Mother reported taking Lithium, but the prescription allegedly came from Good
Samaritan Hospital, the same hospital where D.W. was born. Mother did not provide
any documentation to support her claims of ongoing treatment, and she never
provided a treating physician’s name until the day of trial. Moreover, the FNC
facilitator and the HCJFS caseworker both testified to witnessing mother’s erratic
behavior, which at times became hostile or dangerous.

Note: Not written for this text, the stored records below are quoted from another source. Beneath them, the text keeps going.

// Configuration management for symfeat

use std::path::{Path, PathBuf};

use serde::{Deserialize, Serialize};

use crate::error::ConfigurationError;
use crate::windows::WindowConfig;

/// Extraction configuration
#[derive(Debug, Clone, PartialEq, Serialize, Deserialize)]
pub struct Config {
    /// Features to output, by name. Empty means every registered feature.
    /// Dependencies are computed either way.
    #[serde(default)]
    pub features: Vec<String>,

    /// Overall-only or overall plus sequential windows
    #[serde(default)]
    pub windows: WindowConfig,

    /// Worker threads for per-window evaluation (1 runs inline)
    #[serde(default = "default_workers")]
    pub workers: usize,
}

impl Default for Config {
    fn default() -> Self {
        Self {
            features: Vec::new(),
            windows: WindowConfig::default(),
            workers: default_workers(),
        }
    }
}

impl Config {
    /// Load config from disk or return default
    pub fn load_or_default(path: &Path) -> Self {
        if path.exists() {
            match Self::load(path) {
                Ok(config) => return config,
                Err(e) => {
                    log::warn!("Failed to load config from {}: {:#}", path.display(), e);
                }
            }
        }

        Self::default()
    }

    /// Load config from disk, failing on read or parse errors
    pub fn load(path: &Path) -> anyhow::Result<Self> {
        let contents = std::fs::read_to_string(path)?;
        Ok(toml::from_str(&contents)?)
    }

    /// Save config to disk
    pub fn save(&self, path: &Path) -> anyhow::Result<()> {
        // Ensure parent directory exists
        if let Some(parent) = path.parent() {
            std::fs::create_dir_all(parent)?;
        }

        let contents = toml::to_string_pretty(self)?;
        std::fs::write(path, contents)?;

        Ok(())
    }

    /// Get the default config file path
    pub fn default_path() -> PathBuf {
        dirs::config_dir()
            .unwrap_or_else(|| PathBuf::from("."))
            .join("symfeat")
            .join("config.toml")
    }

    /// Checks that can run before any piece is loaded
    pub fn validate(&self) -> Result<(), ConfigurationError> {
        if self.windows.sequential {
            self.windows.spec.validate()?;
        }
        Ok(())
    }

    /// Requested feature names, `None` when every feature is wanted
    pub fn requested_features(&self) -> Option<&[String]> {
        (!self.features.is_empty()).then_some(self.features.as_slice())
    }
}

/// Default worker count (for serde): one per available core
fn default_workers() -> usize {
    std::thread::available_parallelism().map(|n| n.get()).unwrap_or(1)
}
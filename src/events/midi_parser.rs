// Standard MIDI File loader with sustain pedal support

use std::collections::HashMap;
use std::path::Path;

use super::{EventStream, NoteEvent, ProgramChange, TempoEvent, TimeSignatureEvent};

/// Ticks per beat assumed when a file carries no usable timing header
const FALLBACK_TICKS_PER_BEAT: u16 = 480;

/// Pending note: (velocity, start_tick)
type HeldNote = (u8, u64);

/// Parse a MIDI file from disk into an [`EventStream`].
pub fn parse_midi(path: &Path) -> anyhow::Result<EventStream> {
    let data = std::fs::read(path)?;
    let stream = parse_midi_bytes(&data)?;
    log::debug!(
        "Parsed {} notes from {}",
        stream.notes().len(),
        path.display()
    );
    Ok(stream)
}

/// Parse an in-memory Standard MIDI File.
pub fn parse_midi_bytes(data: &[u8]) -> anyhow::Result<EventStream> {
    let smf = midly::Smf::parse(data)?;

    let ticks_per_beat = match smf.header.timing {
        midly::Timing::Metrical(tpb) if tpb.as_int() > 0 => tpb.as_int(),
        midly::Timing::Metrical(_) => FALLBACK_TICKS_PER_BEAT,
        midly::Timing::Timecode(fps, subframes) => {
            // Ticks per second, read as if the piece ran at 120 BPM
            let per_second = fps.as_f32() * subframes as f32;
            log::warn!("SMPTE timing ({} ticks/s) converted assuming 120 BPM", per_second);
            ((per_second / 2.0).round() as u16).max(1)
        }
    };

    let mut notes: Vec<NoteEvent> = Vec::new();
    let mut tempo_map: Vec<TempoEvent> = Vec::new();
    let mut time_signatures: Vec<TimeSignatureEvent> = Vec::new();
    let mut program_changes: Vec<ProgramChange> = Vec::new();

    for track in &smf.tracks {
        let mut current_tick: u64 = 0;
        // Active notes: (pitch, channel) -> (velocity, start_tick)
        let mut active_notes: HashMap<(u8, u8), HeldNote> = HashMap::new();
        let mut sustain_on: HashMap<u8, bool> = HashMap::new();
        // Notes held by sustain pedal: channel -> { pitch -> (velocity, start_tick) }
        let mut sustained_notes: HashMap<u8, HashMap<u8, HeldNote>> = HashMap::new();

        for event in track {
            current_tick += event.delta.as_int() as u64;

            match event.kind {
                midly::TrackEventKind::Meta(midly::MetaMessage::Tempo(t)) => {
                    tempo_map.push(TempoEvent {
                        tick: current_tick,
                        microseconds_per_beat: t.as_int(),
                    });
                }
                midly::TrackEventKind::Meta(midly::MetaMessage::TimeSignature(num, denom_pow, _, _)) => {
                    time_signatures.push(TimeSignatureEvent {
                        tick: current_tick,
                        numerator: num,
                        denominator: 1u8.checked_shl(denom_pow as u32).unwrap_or(4),
                    });
                }
                midly::TrackEventKind::Midi { channel, message } => {
                    let ch = channel.as_int();

                    match message {
                        midly::MidiMessage::NoteOn { key, vel } if vel.as_int() > 0 => {
                            let pitch = key.as_int();

                            // Re-strike finalizes a pedal-held or still active note first
                            if let Some(ch_sustained) = sustained_notes.get_mut(&ch) {
                                if let Some(held) = ch_sustained.remove(&pitch) {
                                    notes.push(finished_note(pitch, ch, held, current_tick));
                                }
                            }
                            if let Some(held) = active_notes.remove(&(pitch, ch)) {
                                notes.push(finished_note(pitch, ch, held, current_tick));
                            }
                            active_notes.insert((pitch, ch), (vel.as_int(), current_tick));
                        }
                        midly::MidiMessage::NoteOn { key, .. } | midly::MidiMessage::NoteOff { key, .. } => {
                            finalize_note_off(
                                &mut active_notes, &mut sustained_notes, &sustain_on,
                                &mut notes, key.as_int(), ch, current_tick,
                            );
                        }
                        midly::MidiMessage::Controller { controller, value } if controller.as_int() == 64 => {
                            // CC64 = Damper/Sustain pedal
                            let is_on = value.as_int() >= 32;
                            let was_on = sustain_on.get(&ch).copied().unwrap_or(false);
                            sustain_on.insert(ch, is_on);

                            if was_on && !is_on {
                                if let Some(ch_sustained) = sustained_notes.remove(&ch) {
                                    for (pitch, held) in ch_sustained {
                                        notes.push(finished_note(pitch, ch, held, current_tick));
                                    }
                                }
                            }
                        }
                        midly::MidiMessage::ProgramChange { program } => {
                            program_changes.push(ProgramChange {
                                tick: current_tick,
                                channel: ch,
                                program: program.as_int(),
                            });
                        }
                        _ => {}
                    }
                }
                _ => {}
            }
        }

        // Anything still sounding ends with the track
        for ((pitch, ch), held) in active_notes.drain() {
            notes.push(finished_note(pitch, ch, held, current_tick));
        }
        for (ch, ch_sustained) in sustained_notes.drain() {
            for (pitch, held) in ch_sustained {
                notes.push(finished_note(pitch, ch, held, current_tick));
            }
        }
    }

    Ok(EventStream::new(notes, ticks_per_beat)
        .with_tempo_map(tempo_map)
        .with_time_signatures(time_signatures)
        .with_program_changes(program_changes))
}

fn finished_note(pitch: u8, channel: u8, (velocity, start): HeldNote, end: u64) -> NoteEvent {
    NoteEvent::new(pitch, velocity, channel, start, end.max(start))
}

/// Handle a note-off event, respecting sustain pedal state.
fn finalize_note_off(
    active_notes: &mut HashMap<(u8, u8), HeldNote>,
    sustained_notes: &mut HashMap<u8, HashMap<u8, HeldNote>>,
    sustain_on: &HashMap<u8, bool>,
    notes: &mut Vec<NoteEvent>,
    pitch: u8,
    channel: u8,
    current_tick: u64,
) {
    if let Some(held) = active_notes.remove(&(pitch, channel)) {
        if sustain_on.get(&channel).copied().unwrap_or(false) {
            sustained_notes
                .entry(channel)
                .or_default()
                .insert(pitch, held);
        } else {
            notes.push(finished_note(pitch, channel, held, current_tick));
        }
    }
}

#[cfg(test)]
pub(crate) mod tests {
    use super::*;
    use midly::num::{u15, u24, u28, u4, u7};
    use midly::{Format, Header, MetaMessage, MidiMessage, Smf, Timing, TrackEvent, TrackEventKind};

    fn midi(delta: u32, channel: u8, message: MidiMessage) -> TrackEvent<'static> {
        TrackEvent {
            delta: u28::new(delta),
            kind: TrackEventKind::Midi { channel: u4::new(channel), message },
        }
    }

    fn note_on(delta: u32, channel: u8, key: u8, vel: u8) -> TrackEvent<'static> {
        midi(delta, channel, MidiMessage::NoteOn { key: u7::new(key), vel: u7::new(vel) })
    }

    fn note_off(delta: u32, channel: u8, key: u8) -> TrackEvent<'static> {
        midi(delta, channel, MidiMessage::NoteOff { key: u7::new(key), vel: u7::new(0) })
    }

    fn end_of_track() -> TrackEvent<'static> {
        TrackEvent { delta: u28::new(0), kind: TrackEventKind::Meta(MetaMessage::EndOfTrack) }
    }

    /// Write a single-track SMF to bytes
    pub(crate) fn write_smf(events: Vec<TrackEvent<'static>>) -> Vec<u8> {
        let mut smf = Smf::new(Header::new(Format::SingleTrack, Timing::Metrical(u15::new(480))));
        let mut track = events;
        track.push(end_of_track());
        smf.tracks.push(track);
        let mut bytes = Vec::new();
        smf.write_std(&mut bytes).expect("write smf");
        bytes
    }

    #[test]
    fn parses_notes_tempo_meter_and_programs() {
        let bytes = write_smf(vec![
            TrackEvent { delta: u28::new(0), kind: TrackEventKind::Meta(MetaMessage::Tempo(u24::new(600_000))) },
            TrackEvent { delta: u28::new(0), kind: TrackEventKind::Meta(MetaMessage::TimeSignature(3, 2, 24, 8)) },
            midi(0, 0, MidiMessage::ProgramChange { program: u7::new(40) }),
            note_on(0, 0, 60, 100),
            note_on(0, 0, 64, 90),
            note_off(480, 0, 60),
            note_on(0, 0, 64, 0),
            note_on(480, 9, 36, 110),
            note_off(120, 9, 36),
        ]);

        let stream = parse_midi_bytes(&bytes).expect("parse");
        assert_eq!(stream.ticks_per_beat(), 480);
        assert_eq!(stream.notes().len(), 3);
        assert_eq!(stream.notes()[0], NoteEvent::new(60, 100, 0, 0, 480));
        assert_eq!(stream.notes()[1], NoteEvent::new(64, 90, 0, 0, 480));
        assert_eq!(stream.notes()[2], NoteEvent::new(36, 110, 9, 960, 1080));
        assert_eq!(stream.tempo_at(0), 600_000);
        assert_eq!(stream.time_signature_at(0), (3, 4));
        assert_eq!(stream.program_at(0, 0), 40);
    }

    #[test]
    fn sustain_pedal_extends_notes_until_release() {
        let bytes = write_smf(vec![
            midi(0, 0, MidiMessage::Controller { controller: u7::new(64), value: u7::new(127) }),
            note_on(0, 0, 60, 100),
            note_off(240, 0, 60),
            midi(720, 0, MidiMessage::Controller { controller: u7::new(64), value: u7::new(0) }),
        ]);

        let stream = parse_midi_bytes(&bytes).expect("parse");
        assert_eq!(stream.notes(), &[NoteEvent::new(60, 100, 0, 0, 960)]);
    }

    #[test]
    fn unterminated_notes_end_with_the_track() {
        let bytes = write_smf(vec![note_on(0, 2, 67, 80), note_on(960, 2, 72, 80)]);
        let stream = parse_midi_bytes(&bytes).expect("parse");
        assert_eq!(stream.notes().len(), 2);
        assert_eq!(stream.notes()[0].end_tick, 960);
        assert_eq!(stream.notes()[1].duration_ticks(), 0);
    }

    #[test]
    fn rejects_garbage() {
        assert!(parse_midi_bytes(b"not a midi file").is_err());
    }

    #[test]
    fn reads_from_disk() {
        let dir = tempfile::tempdir().expect("tempdir");
        let path = dir.path().join("piece.mid");
        std::fs::write(&path, write_smf(vec![note_on(0, 0, 60, 100), note_off(480, 0, 60)])).expect("write");
        let stream = parse_midi(&path).expect("parse");
        assert_eq!(stream.notes().len(), 1);
    }
}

{¶16} Although the record shows that mother has made progress as compared
to her previous involuntary terminations of parental rights, the record supports the
trial court’s determination that mother cannot provide a legally secure placement for
D.W. and cannot adequately care for D.W. Therefore, the record supports the trial
7 OHIO FIRST DISTRICT COURT OF APPEALS
court’s determination that D.W. cannot or should not be placed with mother under
R.C. 2151.414(E).
Best-Interest Factors
{¶17} The second prong of the test under R.C. 2151.353(A)(4) requires a
finding by the court that permanent custody is in the best interest of the child under
R.C. 2151.414(D)(1). In determining best interests under R.C. 2151.414(D)(1), the
court must consider:
(a) The interaction and interrelationship of the child with the child’s
parents, siblings, relatives, foster caregivers and out-of-home providers,
and any other person who may significantly affect the child;
(b) The wishes of the child, as expressed directly by the child or through
the child’s guardian ad litem, with due regard for the maturity of the
child;
(c) The custodial history of the child, including whether the child has
been in the temporary custody of one or more public children services
agencies or private child placing agencies for twelve or more months of
a consecutive twenty-two-month period * * *;
(d) The child’s need for a legally secure permanent placement and
whether that type of placement can be achieved without a grant of
permanent custody to the agency;
(e) Whether any of the factors in divisions (E)(7) to (11) of this section
apply in relation to the parents and child.
R.C. 2151.414(D)(1).
8 OHIO FIRST DISTRICT COURT OF APPEALS
{¶18} The trial court found that mother and D.W. had formed an attachment
as evidenced by the FNC facilitator’s testimony, but that D.W. had been in the care of
her foster family almost since birth. See R.C. 2151.414(D)(1)(a), (c). The trial court
found D.W. is too young to express her wishes. See R.C. 2151.414(D)(1)(b). The trial
court also found mother has not shown that she can provide a safe and permanent
home for D.W. because of her untreated mental-health issues, and no other relative
expressed a willingness to care for D.W. See R.C. 2151.414(D)(1)(d). The trial court
found that mother had her parental rights involuntarily terminated with respect to two
of her children. See R.C. 2151.414(E)(11).
{¶19} The record supports the trial court’s findings with regard to the best-
interest factors. Although mother has made improvements in her life by seeking out
therapy and getting an apartment, mother’s mental-health needs remain a barrier to
providing a safe and secure placement for D.W. The juvenile court’s decision to award
permanent custody is supported by clear and convincing evidence.
{¶20} We overrule mother’s assignment of error.
Conclusion
{¶21} We affirm the judgment of the juvenile court granting permanent
custody of the D.W to HCJFS.
Judgment affirmed.
MYERS, P.J., and CROUSE, J., concur.
Please note:
The court has recorded its own entry on the date of the release of this opinion.